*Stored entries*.
::::::

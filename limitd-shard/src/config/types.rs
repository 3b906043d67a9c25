use serde::Deserialize;

/// DNS record type used by autodiscover lookups
#[derive(Debug, Deserialize, Clone, Copy, PartialEq, Eq, Default)]
#[serde(rename_all = "UPPERCASE")]
pub enum RecordType {
    /// IPv4 addresses (default)
    #[default]
    A,
    /// IPv6 addresses
    Aaaa,
}

/// Autodiscover (DNS-based) membership configuration
#[derive(Debug, Deserialize, Clone, PartialEq)]
pub struct AutodiscoverConfig {
    /// Logical DNS name resolved on every refresh tick
    /// Example: "limitd.internal.example.com"
    pub address: String,
    /// Record type to resolve
    /// Default: "A"
    #[serde(default)]
    pub record: RecordType,
    /// Refresh period in seconds, fixed regardless of outcome
    /// Default: 300 (5 minutes)
    #[serde(default = "default_interval_secs")]
    pub interval_secs: u64,
}

/// Shard membership configuration
///
/// Exactly one of `hosts` (static) or `autodiscover` (dynamic) must be
/// set; construction fails otherwise.
#[derive(Debug, Deserialize, Clone, Default, PartialEq)]
pub struct ShardConfig {
    /// Static host list; order is irrelevant (canonicalized by sorting)
    /// Entries may be bare hosts, "host:port", or full "limitd://host:port"
    #[serde(default)]
    pub hosts: Option<Vec<String>>,
    /// Dynamic membership via periodic DNS resolution
    #[serde(default)]
    pub autodiscover: Option<AutodiscoverConfig>,
}

/// Top-level shard client configuration
#[derive(Debug, Deserialize, Clone)]
pub struct Config {
    /// Default port applied to hosts that do not carry one
    /// Default: 9231
    #[serde(default = "default_port")]
    pub port: u16,
    /// Membership configuration (required)
    #[serde(default)]
    pub shard: ShardConfig,
    /// Everything else is passed through verbatim to every node client
    /// constructor (connection options, timeouts, protocol settings)
    #[serde(flatten)]
    pub params: toml::Table,
}

impl Config {
    /// Static-host config with defaults for everything else.
    pub fn with_hosts<I, S>(hosts: I) -> Self
    where
        I: IntoIterator<Item = S>,
        S: Into<String>,
    {
        Self {
            port: default_port(),
            shard: ShardConfig {
                hosts: Some(hosts.into_iter().map(Into::into).collect()),
                autodiscover: None,
            },
            params: toml::Table::new(),
        }
    }

    /// Autodiscover config with defaults for everything else.
    pub fn with_autodiscover(address: impl Into<String>) -> Self {
        Self {
            port: default_port(),
            shard: ShardConfig {
                hosts: None,
                autodiscover: Some(AutodiscoverConfig {
                    address: address.into(),
                    record: RecordType::A,
                    interval_secs: default_interval_secs(),
                }),
            },
            params: toml::Table::new(),
        }
    }
}

impl Default for Config {
    fn default() -> Self {
        Self {
            port: default_port(),
            shard: ShardConfig::default(),
            params: toml::Table::new(),
        }
    }
}

pub(crate) fn default_port() -> u16 {
    9231
}

pub(crate) fn default_interval_secs() -> u64 {
    300
}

::::::

All the data above is to be given again, exactly.

filename limitd-shard/src/config/types.rs
repository 3b906043d67a9c25
use serde::Deserialize;

/// DNS record type used by autodiscover lookups
#[derive(Debug, Deserialize, Clone, Copy, PartialEq, Eq, Default)]
#[serde(rename_all = "UPPERCASE")]
pub enum RecordType {
    /// IPv4 addresses (default)
    #[default]
    A,
    /// IPv6 addresses
    Aaaa,
}

/// Autodiscover (DNS-based) membership configuration
#[derive(Debug, Deserialize, Clone, PartialEq)]
pub struct AutodiscoverConfig {
    /// Logical DNS name resolved on every refresh tick
    /// Example: "limitd.internal.example.com"
    pub address: String,
    /// Record type to resolve
    /// Default: "A"
    #[serde(default)]
    pub record: RecordType,
    /// Refresh period in seconds, fixed regardless of outcome
    /// Default: 300 (5 minutes)
    #[serde(default = "default_interval_secs")]
    pub interval_secs: u64,
}

/// Shard membership configuration
///
/// Exactly one of `hosts` (static) or `autodiscover` (dynamic) must be
/// set; construction fails otherwise.
#[derive(Debug, Deserialize, Clone, Default, PartialEq)]
pub struct ShardConfig {
    /// Static host list; order is irrelevant (canonicalized by sorting)
    /// Entries may be bare hosts, "host:port", or full "limitd://host:port"
    #[serde(default)]
    pub hosts: Option<Vec<String>>,
    /// Dynamic membership via periodic DNS resolution
    #[serde(default)]
    pub autodiscover: Option<AutodiscoverConfig>,
}

/// Top-level shard client configuration
#[derive(Debug, Deserialize, Clone)]
pub struct Config {
    /// Default port applied to hosts that do not carry one
    /// Default: 9231
    #[serde(default = "default_port")]
    pub port: u16,
    /// Membership configuration (required)
    #[serde(default)]
    pub shard: ShardConfig,
    /// Everything else is passed through verbatim to every node client
    /// constructor (connection options, timeouts, protocol settings)
    #[serde(flatten)]
    pub params: toml::Table,
}

impl Config {
    /// Static-host config with defaults for everything else.
    pub fn with_hosts<I, S>(hosts: I) -> Self
    where
        I: IntoIterator<Item = S>,
        S: Into<String>,
    {
        Self {
            port: default_port(),
            shard: ShardConfig {
                hosts: Some(hosts.into_iter().map(Into::into).collect()),
                autodiscover: None,
            },
            params: toml::Table::new(),
        }
    }

    /// Autodiscover config with defaults for everything else.
    pub fn with_autodiscover(address: impl Into<String>) -> Self {
        Self {
            port: default_port(),
            shard: ShardConfig {
                hosts: None,
                autodiscover: Some(AutodiscoverConfig {
                    address: address.into(),
                    record: RecordType::A,
                    interval_secs: default_interval_secs(),
                }),
            },
            params: toml::Table::new(),
        }
    }
}

impl Default for Config {
    fn default() -> Self {
        Self {
            port: default_port(),
            shard: ShardConfig::default(),
            params: toml::Table::new(),
        }
    }
}

pub(crate) fn default_port() -> u16 {
    9231
}

pub(crate) fn default_interval_secs() -> u64 {
    300
}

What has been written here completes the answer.